··· INPUT RECORDS ···

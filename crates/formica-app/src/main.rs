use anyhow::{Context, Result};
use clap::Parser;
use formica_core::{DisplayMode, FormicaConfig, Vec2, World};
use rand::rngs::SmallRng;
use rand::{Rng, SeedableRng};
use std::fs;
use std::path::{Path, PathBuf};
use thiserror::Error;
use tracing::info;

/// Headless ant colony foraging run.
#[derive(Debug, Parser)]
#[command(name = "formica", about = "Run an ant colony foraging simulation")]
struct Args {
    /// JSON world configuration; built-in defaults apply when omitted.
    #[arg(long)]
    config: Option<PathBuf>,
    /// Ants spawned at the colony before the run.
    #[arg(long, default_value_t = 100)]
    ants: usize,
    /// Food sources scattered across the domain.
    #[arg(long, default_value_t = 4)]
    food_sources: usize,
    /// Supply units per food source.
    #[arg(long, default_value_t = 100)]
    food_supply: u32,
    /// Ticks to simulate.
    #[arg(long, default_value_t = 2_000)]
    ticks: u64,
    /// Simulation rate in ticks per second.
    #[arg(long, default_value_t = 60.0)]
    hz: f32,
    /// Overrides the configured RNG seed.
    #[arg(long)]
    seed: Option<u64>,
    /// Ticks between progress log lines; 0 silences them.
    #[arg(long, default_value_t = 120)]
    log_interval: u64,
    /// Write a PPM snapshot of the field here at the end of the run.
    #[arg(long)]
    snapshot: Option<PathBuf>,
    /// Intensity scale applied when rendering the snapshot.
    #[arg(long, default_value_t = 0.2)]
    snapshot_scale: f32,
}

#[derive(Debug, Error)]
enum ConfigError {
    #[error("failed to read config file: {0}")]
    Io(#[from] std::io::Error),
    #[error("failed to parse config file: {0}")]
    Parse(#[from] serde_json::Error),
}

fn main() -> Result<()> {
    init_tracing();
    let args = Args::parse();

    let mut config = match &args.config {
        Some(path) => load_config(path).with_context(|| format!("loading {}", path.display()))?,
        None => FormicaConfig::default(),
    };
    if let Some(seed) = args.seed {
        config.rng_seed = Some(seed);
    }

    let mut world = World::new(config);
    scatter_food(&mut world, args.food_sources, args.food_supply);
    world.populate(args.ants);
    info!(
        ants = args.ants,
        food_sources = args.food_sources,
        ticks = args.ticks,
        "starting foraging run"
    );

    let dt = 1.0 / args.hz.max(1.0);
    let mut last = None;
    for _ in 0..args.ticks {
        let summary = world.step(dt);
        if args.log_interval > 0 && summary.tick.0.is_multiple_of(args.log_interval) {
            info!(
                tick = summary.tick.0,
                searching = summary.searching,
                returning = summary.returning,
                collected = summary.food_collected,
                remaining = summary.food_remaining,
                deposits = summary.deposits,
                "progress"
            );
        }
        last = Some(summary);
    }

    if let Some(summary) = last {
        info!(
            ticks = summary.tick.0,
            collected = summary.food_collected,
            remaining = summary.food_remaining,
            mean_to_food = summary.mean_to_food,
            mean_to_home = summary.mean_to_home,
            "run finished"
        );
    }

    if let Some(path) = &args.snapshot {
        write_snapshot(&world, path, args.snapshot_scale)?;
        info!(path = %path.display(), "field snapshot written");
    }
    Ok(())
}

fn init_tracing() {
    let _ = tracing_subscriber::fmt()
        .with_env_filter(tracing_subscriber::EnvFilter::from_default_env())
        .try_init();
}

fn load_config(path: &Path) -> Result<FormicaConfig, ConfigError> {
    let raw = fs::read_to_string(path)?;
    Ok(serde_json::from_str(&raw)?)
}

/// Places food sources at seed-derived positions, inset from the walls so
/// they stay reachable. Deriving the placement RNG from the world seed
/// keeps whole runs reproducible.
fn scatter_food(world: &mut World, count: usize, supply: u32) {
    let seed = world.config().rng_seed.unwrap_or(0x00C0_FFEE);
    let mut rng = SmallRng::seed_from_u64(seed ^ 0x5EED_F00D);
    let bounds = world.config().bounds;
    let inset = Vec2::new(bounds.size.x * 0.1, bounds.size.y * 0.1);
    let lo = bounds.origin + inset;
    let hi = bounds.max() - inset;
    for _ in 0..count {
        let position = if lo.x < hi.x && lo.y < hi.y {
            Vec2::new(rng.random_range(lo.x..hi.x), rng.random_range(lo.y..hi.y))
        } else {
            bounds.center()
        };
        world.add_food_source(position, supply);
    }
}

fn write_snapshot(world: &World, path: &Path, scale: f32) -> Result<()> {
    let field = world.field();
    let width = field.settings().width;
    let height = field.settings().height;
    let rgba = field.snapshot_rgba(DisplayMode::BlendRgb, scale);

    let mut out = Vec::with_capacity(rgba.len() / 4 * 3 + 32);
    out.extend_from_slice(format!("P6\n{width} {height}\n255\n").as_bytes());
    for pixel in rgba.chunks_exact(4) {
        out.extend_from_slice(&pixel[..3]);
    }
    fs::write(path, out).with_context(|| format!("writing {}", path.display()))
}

···

## EXERCISE BRIEF
Taking the entries above, print exactly the lines starting at the line with "if let Some(path)" and ending at the line with "let position = if", both included.

## REPLY
    if let Some(path) = &args.snapshot {
        write_snapshot(&world, path, args.snapshot_scale)?;
        info!(path = %path.display(), "field snapshot written");
    }
    Ok(())
}

fn init_tracing() {
    let _ = tracing_subscriber::fmt()
        .with_env_filter(tracing_subscriber::EnvFilter::from_default_env())
        .try_init();
}

fn load_config(path: &Path) -> Result<FormicaConfig, ConfigError> {
    let raw = fs::read_to_string(path)?;
    Ok(serde_json::from_str(&raw)?)
}

/// Places food sources at seed-derived positions, inset from the walls so
/// they stay reachable. Deriving the placement RNG from the world seed
/// keeps whole runs reproducible.
fn scatter_food(world: &mut World, count: usize, supply: u32) {
    let seed = world.config().rng_seed.unwrap_or(0x00C0_FFEE);
    let mut rng = SmallRng::seed_from_u64(seed ^ 0x5EED_F00D);
    let bounds = world.config().bounds;
    let inset = Vec2::new(bounds.size.x * 0.1, bounds.size.y * 0.1);
    let lo = bounds.origin + inset;
    let hi = bounds.max() - inset;
    for _ in 0..count {
        let position = if lo.x < hi.x && lo.y < hi.y {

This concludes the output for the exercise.